WORK ORDER
What you produce should be every line from the data that includes "Pacote".

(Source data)
▽

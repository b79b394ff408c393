//! Utility modules shared by the site pipeline and the content client.

pub mod mime;
pub mod minify;
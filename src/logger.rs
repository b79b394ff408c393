//! Terminal logging with colored module prefixes and one-line toasts.
//!
//! This module provides:
//! - `log!` macro for formatted terminal output with colored prefixes
//! - `toast` for the short success/error notices that follow admin actions
//!
//! # Example
//!
//! ```ignore
//! log!("build"; "writing {} pages", count);
//! toast(Toast::Success, "Pacote salvo com sucesso");
//! toast(Toast::Error, &format!("Erro no upload: {err}"));
//! ```

use colored::{ColoredString, Colorize};
use crossterm::{
    execute,
    terminal::{Clear, ClearType, size},
};
use std::{
    io::{Write, stderr, stdout},
    sync::OnceLock,
};

/// Cached terminal width (fetched once on first use)
static TERMINAL_WIDTH: OnceLock<u16> = OnceLock::new();

/// Length of brackets around module name: "[]"
const BRACKET_LEN: usize = 2;
/// Space after prefix: "[module] " <- this space
const SPACE_AFTER_PREFIX: usize = 1;

/// Calculate total prefix length for a module name.
///
/// Returns: `module.len() + 3` (for `[`, `]`, and trailing space)
#[inline]
const fn calc_prefix_len(module_len: usize) -> usize {
    module_len + BRACKET_LEN + SPACE_AFTER_PREFIX
}

/// Get terminal width, cached after first call.
/// Falls back to 120 columns if detection fails.
fn get_terminal_width() -> u16 {
    *TERMINAL_WIDTH.get_or_init(|| size().map(|(w, _)| w).unwrap_or(120))
}

// ============================================================================
// Log Macro
// ============================================================================

/// Log a message with a colored module prefix.
///
/// # Usage
/// ```ignore
/// log!("module"; "message with {} formatting", args);
/// ```
#[macro_export]
macro_rules! log {
    ($module:expr; $($arg:tt)*) => {{
        $crate::logger::log($module, &format!($($arg)*))
    }};
}

/// Log a message with a colored module prefix.
///
/// Automatically truncates long single-line messages to fit terminal width.
#[inline]
pub fn log(module: &str, message: &str) {
    let module_lower = module.to_ascii_lowercase();
    let prefix = colorize_prefix(module, &module_lower);
    let width = get_terminal_width() as usize;

    let mut stdout = stdout().lock();
    execute!(stdout, Clear(ClearType::UntilNewLine)).ok();

    if message.contains('\n') {
        writeln!(stdout, "{prefix} {message}").ok();
    } else {
        let max_msg_len = width.saturating_sub(calc_prefix_len(module.len()));
        writeln!(stdout, "{prefix} {}", truncate_str(message, max_msg_len)).ok();
    }

    stdout.flush().ok();
}

/// Apply color to a module prefix based on module type.
#[inline]
fn colorize_prefix(module: &str, module_lower: &str) -> ColoredString {
    let prefix = format!("[{module}]");
    match module_lower {
        "serve" => prefix.bright_blue().bold(),
        "admin" => prefix.bright_magenta().bold(),
        "content" | "auth" => prefix.bright_cyan().bold(),
        "error" => prefix.bright_red().bold(),
        _ => prefix.bright_yellow().bold(),
    }
}

/// Truncate a string to fit within `max_len` bytes.
///
/// Ensures the result is valid UTF-8 by finding the nearest character boundary.
#[inline]
fn truncate_str(s: &str, max_len: usize) -> &str {
    if s.len() <= max_len {
        return s;
    }
    let mut end = max_len;
    while end > 0 && !s.is_char_boundary(end) {
        end -= 1;
    }
    &s[..end]
}

// ============================================================================
// Toasts
// ============================================================================

/// Kind of a toast notice.
#[derive(Debug, Clone, Copy, PartialEq, Eq)]
pub enum Toast {
    Success,
    Info,
    Error,
}

impl Toast {
    fn symbol(self) -> ColoredString {
        match self {
            Toast::Success => "✓".green(),
            Toast::Info => "…".blue(),
            Toast::Error => "✗".red(),
        }
    }
}

/// Print a timestamped one-line notice. Errors go to stderr.
pub fn toast(kind: Toast, message: &str) {
    let line = format_toast(kind, message, &now());
    if kind == Toast::Error {
        let mut err = stderr().lock();
        writeln!(err, "{line}").ok();
        err.flush().ok();
    } else {
        let mut out = stdout().lock();
        writeln!(out, "{line}").ok();
        out.flush().ok();
    }
}

fn format_toast(kind: Toast, message: &str, time: &str) -> String {
    format!("{} {} {message}", format!("[{time}]").dimmed(), kind.symbol())
}

/// Current local time formatted as HH:MM:SS
fn now() -> String {
    chrono::Local::now().format("%H:%M:%S").to_string()
}

// ============================================================================
// Tests
// ============================================================================

#[cfg(test)]
mod tests {
    use super::*;

    #[test]
    fn test_calc_prefix_len_short_module() {
        // "a" -> "[a] " = 1 + 2 + 1 = 4
        assert_eq!(calc_prefix_len(1), 4);
    }

    #[test]
    fn test_calc_prefix_len_typical_module() {
        // "content" -> "[content] " = 7 + 2 + 1 = 10
        assert_eq!(calc_prefix_len(7), 10);
    }

    #[test]
    fn test_calc_prefix_len_empty() {
        assert_eq!(calc_prefix_len(0), 3);
    }

    #[test]
    fn test_truncate_str_short_string() {
        assert_eq!(truncate_str("hello", 10), "hello");
    }

    #[test]
    fn test_truncate_str_needs_truncation() {
        assert_eq!(truncate_str("hello world", 5), "hello");
    }

    #[test]
    fn test_truncate_str_unicode_boundary() {
        // "çã" is 4 bytes (2 per char); byte 3 is inside "ã"
        assert_eq!(truncate_str("çã", 3), "ç");
        assert_eq!(truncate_str("çã", 4), "çã");
    }

    #[test]
    fn test_truncate_str_zero_limit() {
        assert_eq!(truncate_str("hello", 0), "");
    }

    #[test]
    fn test_format_toast_contains_parts() {
        colored::control::set_override(false);
        let line = format_toast(Toast::Success, "Pacote salvo com sucesso", "12:00:00");
        assert_eq!(line, "[12:00:00] ✓ Pacote salvo com sucesso");

        let line = format_toast(Toast::Error, "Erro no upload", "08:30:15");
        assert_eq!(line, "[08:30:15] ✗ Erro no upload");
    }

    #[test]
    fn test_now_format() {
        let time = now();
        assert_eq!(time.len(), 8);
        assert_eq!(time.matches(':').count(), 2);
    }
}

△

SOLUTION TO THIS TASK
//! toast(Toast::Success, "Pacote salvo com sucesso");
        let line = format_toast(Toast::Success, "Pacote salvo com sucesso", "12:00:00");
        assert_eq!(line, "[12:00:00] ✓ Pacote salvo com sucesso");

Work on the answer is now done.